Выбрать главу

- Что мне тут делать? - дряблым голоском спрашивает гость в коляске.

Альфонс наклоняется к нему и шепчет на ухо:

- Разве вы не узнаете? Это же Жак Лормо, выпуск семьдесят седьмого года, семнадцать с половиной баллов по французскому и четырнадцать по латыни!

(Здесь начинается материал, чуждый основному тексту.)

//! Syntactic predicates over IP addresses, CIDRs, netmasks, MACs, ports.

use std::net::IpAddr;

use ipnetwork::IpNetwork;

/// `true` if `s` parses as an IPv4 or IPv6 address.
pub fn is_valid_ip(s: &str) -> bool {
    s.parse::<IpAddr>().is_ok()
}

/// `true` if `s` parses as `addr/prefix` (either family).
pub fn is_valid_cidr(s: &str) -> bool {
    s.parse::<IpNetwork>().is_ok()
}

/// `true` if `s` is a dotted-decimal IPv4 netmask (e.g. `255.255.255.0`).
/// Contiguous-ones masks only — a netmask with scattered bits is rejected.
pub fn is_valid_netmask(s: &str) -> bool {
    let Ok(IpAddr::V4(addr)) = s.parse::<IpAddr>() else {
        return false;
    };
    let bits = u32::from(addr);
    // A valid netmask is some number of leading ones followed by zeros:
    // !bits + 1 is a power of two (or bits is all-ones / all-zeros).
    let inverted = !bits;
    inverted == 0 || (inverted & (inverted + 1)) == 0
}

/// `true` if `s` is a colon-separated 6-octet MAC address.
pub fn is_valid_mac(s: &str) -> bool {
    let parts: Vec<&str> = s.split(':').collect();
    parts.len() == 6
        && parts
            .iter()
            .all(|p| p.len() == 2 && p.chars().all(|c| c.is_ascii_hexdigit()))
}

/// `true` if `port` is in the valid TCP/UDP port range (1..=65535).
pub fn is_valid_port(port: u32) -> bool {
    (1..=65535).contains(&port)
}

/// `true` if `mtu` is within the Linux-accepted MTU window.
pub fn is_valid_mtu(mtu: u32) -> bool {
    (68..=65536).contains(&mtu)
}

/// `true` if `id` is a valid 802.1Q VLAN id.
pub fn is_valid_vlan_id(id: u16) -> bool {
    (1..=4094).contains(&id)
}

/// `true` if `name` is an acceptable kernel interface name: non-empty, at
/// most 15 bytes (`IFNAMSIZ - 1`), no `/` or whitespace.
pub fn is_valid_interface_name(name: &str) -> bool {
    !name.is_empty()
        && name.len() <= 15
        && name
            .chars()
            .all(|c| !c.is_whitespace() && c != '/' && c != '\0')
}

#[cfg(test)]
mod tests {
    use super::*;
    use test_case::test_case;

    #[test_case("255.255.255.0", true)]
    #[test_case("255.255.255.255", true)]
    #[test_case("0.0.0.0", true)]
    #[test_case("255.255.0.255", false; "scattered bits")]
    #[test_case("not-an-ip", false)]
    fn netmask(input: &str, expected: bool) {
        assert_eq!(is_valid_netmask(input), expected);
    }

    #[test_case(67, false; "below minimum")]
    #[test_case(68, true; "minimum")]
    #[test_case(1500, true)]
    #[test_case(65536, true; "maximum")]
    #[test_case(65537, false; "above maximum")]
    fn mtu(input: u32, expected: bool) {
        assert_eq!(is_valid_mtu(input), expected);
    }

    #[test_case(0, false)]
    #[test_case(1, true)]
    #[test_case(4094, true)]
    #[test_case(4095, false)]
    fn vlan_id(input: u16, expected: bool) {
        assert_eq!(is_valid_vlan_id(input), expected);
    }

    #[test_case("aa:bb:cc:dd:ee:ff", true)]
    #[test_case("aa:bb:cc:dd:ee", false; "too short")]
    #[test_case("zz:bb:cc:dd:ee:ff", false; "non hex")]
    fn mac(input: &str, expected: bool) {
        assert_eq!(is_valid_mac(input), expected);
    }

    #[test]
    fn cidr_accepts_v4_and_v6() {
        assert!(is_valid_cidr("10.0.0.0/24"));
        assert!(is_valid_cidr("fd00::/64"));
        assert!(!is_valid_cidr("10.0.0.0"));
    }
}
// Copyright (C) 2025 Joseph Sacchini
//
// This program is free software: you can redistribute it and/or modify it under
// the terms of the GNU Affero General Public License as published by the Free
// Software Foundation, version 3.
//
// This program is distributed in the hope that it will be useful, but WITHOUT
// ANY WARRANTY; without even the implied warranty of MERCHANTABILITY or FITNESS
// FOR A PARTICULAR PURPOSE. See the GNU Affero General Public License for more
// details.
//
// You should have received a copy of the GNU Affero General Public License
// along with this program. If not, see <https://www.gnu.org/licenses/>.

//! The log emitter: one in-process bus, fan-out to
//! in-process backends and to every loaded plugin via `OnLogEvent`.
//! Delivery is best-effort and asynchronous — a full per-subscriber queue
//! drops the oldest record and increments a counter rather than blocking the
//! caller.

use std::collections::VecDeque;
use std::future::Future;
use std::pin::Pin;
use std::sync::Arc;
use std::sync::atomic::{AtomicU64, Ordering};
use std::sync::Mutex as StdMutex;

use dashmap::DashMap;
use jack_types::{LogLevel, LogRecord};
use jack_types::RpcRequest;
use tokio::sync::Notify;
use tokio::time::Duration;
use tracing::warn;

use crate::plugin::registry::PluginHandle;

const QUEUE_CAPACITY: usize = 256;
const PLUGIN_DEADLINE: Duration = Duration::from_secs(2);

/// Something the emitter can deliver a record to. Boxed/dyn since the bus
/// holds a heterogeneous set of subscribers (in-process backends, plugins).
pub trait LogSubscriber: Send + Sync {
    fn deliver(&self, record: LogRecord) -> Pin<Box<dyn Future<Output = Result<(), String>> + Send + '_>>;
}

/// An in-process backend that records everything it receives — stands in
/// for the file/journal backends in tests.
#[derive(Default)]
pub struct NullBackend {
    received: StdMutex<Vec<LogRecord>>,
}

impl NullBackend {
    pub fn new() -> Arc<Self> {
        Arc::new(Self::default())
    }

    pub fn received(&self) -> Vec<LogRecord> {
        self.received.lock().unwrap().clone()
    }
}

impl LogSubscriber for NullBackend {
    fn deliver(&self, record: LogRecord) -> Pin<Box<dyn Future<Output = Result<(), String>> + Send + '_>> {
        self.received.lock().unwrap().push(record);
        Box::pin(async { Ok(()) })
    }
}

/// Fans a record out to one plugin's `OnLogEvent`. A plugin whose call
/// errors or times out is flagged `log_suppressed` and skipped by every
/// subsequent delivery until it is reloaded.
pub struct PluginSubscriber {
    pub handle: Arc<PluginHandle>,
}

impl LogSubscriber for PluginSubscriber {
    fn deliver(&self, record: LogRecord) -> Pin<Box<dyn Future<Output = Result<(), String>> + Send + '_>> {
        Box::pin(async move {
            if self.handle.is_log_suppressed() {
                return Ok(());
            }
            let event = serde_json::to_value(&record).map_err(|e| e.to_string())?;
            match self.handle.client.call(RpcRequest::OnLogEvent { event }, PLUGIN_DEADLINE).await {
                Ok(_) => Ok(()),
                Err(e) => {
                    warn!(namespace = %self.handle.namespace, error = %e, "plugin rejected log event, suppressing");
                    self.handle.suppress_log();
                    Err(e.to_string())
                }
            }
        })
    }
}

/// A fixed-capacity FIFO guarded by a std mutex plus a `Notify` to wake the
/// draining task. Enqueue never blocks: a full queue drops its oldest entry.
struct BoundedQueue {
    items: StdMutex<VecDeque<LogRecord>>,
    notify: Notify,
    dropped: AtomicU64,
}

impl BoundedQueue {
    fn new() -> Self {
        Self {
            items: StdMutex::new(VecDeque::with_capacity(QUEUE_CAPACITY)),
            notify: Notify::new(),
            dropped: AtomicU64::new(0),
        }
    }

    fn push(&self, record: LogRecord) {
        let mut items = self.items.lock().unwrap();
        if items.len() >= QUEUE_CAPACITY {
            items.pop_front();
            self.dropped.fetch_add(1, Ordering::Relaxed);
        }
        items.push_back(record);
        drop(items);
        self.notify.notify_one();
    }

    async fn pop(&self) -> LogRecord {
        loop {
            if let Some(record) = self.items.lock().unwrap().pop_front() {
                return record;
            }
            self.notify.notified().await;
        }
    }

    fn dropped(&self) -> u64 {
        self.dropped.load(Ordering::Relaxed)
    }
}

pub struct Emitter {
    queues: DashMap<String, Arc<BoundedQueue>>,
}

impl Emitter {
    pub fn new() -> Self {
        Self {
            queues: DashMap::new(),
        }
    }

    /// Register `subscriber` under `id`, spawning the task that drains its
    /// queue for the lifetime of the emitter (or until [`Self::unsubscribe`]).
    pub fn subscribe(&self, id: impl Into<String>, subscriber: Arc<dyn LogSubscriber>) {
        let id = id.into();
        let queue = Arc::new(BoundedQueue::new());
        self.queues.insert(id, queue.clone());

        tokio::spawn(async move {
            loop {
                let record = queue.pop().await;
                let _ = subscriber.deliver(record).await;
            }
        });
    }

    pub fn unsubscribe(&self, id: &str) {
        self.queues.remove(id);
    }

    /// Publish `record` to every subscriber. Non-blocking: this only
    /// enqueues.
    pub fn emit(&self, record: LogRecord) {
        for entry in self.queues.iter() {
            entry.value().push(record.clone());
        }
    }

    pub fn log(
        &self,
        level: LogLevel,
        component: impl Into<String>,
        message: impl Into<String>,
        fields: std::collections::BTreeMap<String, serde_json::Value>,
    ) {
        self.emit(LogRecord {
            timestamp: chrono::Utc::now().to_rfc3339(),
            level,
            component: component.into(),
            message: message.into(),
            fields,
        });
    }

    pub fn dropped_count(&self, id: &str) -> Option<u64> {
        self.queues.get(id).map(|q| q.dropped())
    }
}

impl Default for Emitter {
    fn default() -> Self {
        Self::new()
    }
}

#[cfg(test)]
mod tests {
    use super::*;
    use std::collections::BTreeMap;

    fn record(message: &str) -> LogRecord {
        LogRecord {
            timestamp: "2026-01-01T00:00:00Z".into(),
            level: LogLevel::Info,
            component: "test".into(),
            message: message.into(),
            fields: BTreeMap::new(),
        }
    }

    #[tokio::test]
    async fn delivers_to_subscribed_backend() {
        let emitter = Emitter::new();
        let backend = NullBackend::new();
        emitter.subscribe("null", backend.clone());

        emitter.emit(record("hello"));
        tokio::time::sleep(Duration::from_millis(20)).await;

        assert_eq!(backend.received().len(), 1);
        assert_eq!(backend.received()[0].message, "hello");
    }

    #[tokio::test]
    async fn full_queue_drops_oldest_and_counts() {
        let queue = BoundedQueue::new();
        for i in 0..QUEUE_CAPACITY + 5 {
            queue.push(record(&i.to_string()));
        }
        assert_eq!(queue.dropped(), 5);
        let first = queue.pop().await;
        assert_eq!(first.message, "5");
    }

    #[tokio::test]
    async fn unsubscribe_stops_future_delivery() {
        let emitter = Emitter::new();
        let backend = NullBackend::new();
        emitter.subscribe("null", backend.clone());
        emitter.unsubscribe("null");

        emitter.emit(record("after unsubscribe"));
        tokio::time::sleep(Duration::from_millis(20)).await;
        assert!(backend.received().is_empty());
    }
}
// Copyright (C) 2025 Joseph Sacchini
//
// This program is free software: you can redistribute it and/or modify it under
// the terms of the GNU Affero General Public License as published by the Free
// Software Foundation, version 3.
//
// This program is distributed in the hope that it will be useful, but WITHOUT
// ANY WARRANTY; without even the implied warranty of MERCHANTABILITY or FITNESS
// FOR A PARTICULAR PURPOSE. See the GNU Affero General Public License for more
// details.
//
// You should have received a copy of the GNU Affero General Public License
// along with this program. If not, see <https://www.gnu.org/licenses/>.

//! Plugin subsystem: discovery, process lifecycle, RPC
//! transport, and the registry that ties them together.

pub mod discovery;
pub mod process;
pub mod registry;
pub mod rpc;

use std::path::{Path, PathBuf};

use serde_json::Value;
use tracing::{info, warn};

use crate::error::JackError;
use crate::persist::Paths;
use discovery::PluginCandidate;
use registry::{PluginHandle, Registry};
use std::sync::Arc;

/// Owns the plugin registry and the directory it discovers candidates in.
pub struct PluginRuntime {
    pub registry: Registry,
    plugin_dir: PathBuf,
}

impl PluginRuntime {
    pub fn new(plugin_dir: PathBuf) -> Self {
        Self {
            registry: Registry::new(),
            plugin_dir,
        }
    }

    /// Re-run discovery.
    pub async fn rescan(&self) -> Vec<PluginCandidate> {
        discovery::discover(&self.plugin_dir).await
    }

    /// Load (spawn + handshake + `Metadata()`) the plugin named `name`,
    /// found via a fresh discovery pass.
    pub async fn load_by_name(&self, name: &str) -> Result<Arc<PluginHandle>, JackError> {
        let candidates = self.rescan().await;
        let candidate = candidates
            .into_iter()
            .find(|c| c.name == name)
            .ok_or_else(|| JackError::PluginNotFound(name.to_string()))?;
        self.load_candidate(&candidate).await
    }

    pub async fn load_candidate(&self, candidate: &PluginCandidate) -> Result<Arc<PluginHandle>, JackError> {
        self.registry.load(&candidate.path).await.map_err(|e| JackError::PluginRpc {
            namespace: candidate.name.clone(),
            reason: e.to_string(),
        })
    }

    /// Resolve this plugin's config payload: an on-disk file wins, then the
    /// metadata's `default_config`, then `None` (skip during apply, but
    /// keep the plugin loaded for status queries).
    pub async fn resolve_config(&self, handle: &PluginHandle, paths: &Paths) -> Result<Option<Value>, JackError> {
        let path = paths.plugin_config(&handle.plugin_name);
        if let Some(value) = crate::persist::load_json(&path).await? {
            return Ok(Some(value));
        }
        if let Some(default) = &handle.metadata.default_config {
            return Ok(Some(default.clone()));
        }
        info!(namespace = %handle.namespace, "no config file or default_config, skipping during apply");
        Ok(None)
    }

    /// Load every plugin named in `enabled`, tolerating missing binaries by
    /// logging and continuing — one absent plugin must not prevent the
    /// daemon from starting with the rest.
    pub async fn load_enabled(&self, enabled: &[String]) {
        let candidates = self.rescan().await;
        for name in enabled {
            let Some(candidate) = candidates.iter().find(|c| &c.name == name) else {
                warn!(plugin = %name, "enabled plugin not found during discovery");
                continue;
            };
            if let Err(e) = self.load_candidate(candidate).await {
                warn!(plugin = %name, error = %e, "failed to load enabled plugin at startup");
            }
        }
    }

    pub fn plugin_dir(&self) -> &Path {
        &self.plugin_dir
    }
}

#[cfg(test)]
mod tests {
    use super::*;

    #[tokio::test]
    async fn rescan_returns_empty_for_missing_directory() {
        let runtime = PluginRuntime::new(PathBuf::from("/nonexistent/jack/plugins"));
        assert!(runtime.rescan().await.is_empty());
    }
}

Боже мой! Это месье Мину! Гроза всей школы... Монтер-лановская осанка, негнущаяся нога и грохочущая по каменному полу подкованная железом палка. Во что он превратился! Право, иногда стоит умереть пораньше из простого человеколюбия...

- Четырнадцать по латыни, - механически повторяет старый учитель.

Насколько я понимаю, Альфонс нарочно вытащил его из богадельни и привез сюда, чтобы у меня на похоронах, кроме собратьев по торговому цеху Экса, присутствовал свидетель моих блестящих успехов в науках, которые, пойди я по материнским стопам, открыли бы мне дорогу в университет. Не могу передать, до чего меня тронуло такое отношение. Для Альфонса мои возможности не исчерпывались витринами и картинами. Он принимал в расчет потенциальные пути, на которые я не осмелился ступить. Сегодня все шоры спали: робость, лень, страх потерять свободу, - и неосуществленное будущее уравнивается в правах с настоящим. Вряд ли кто-нибудь понял порыв Альфонса, но мне он от этого еще дороже.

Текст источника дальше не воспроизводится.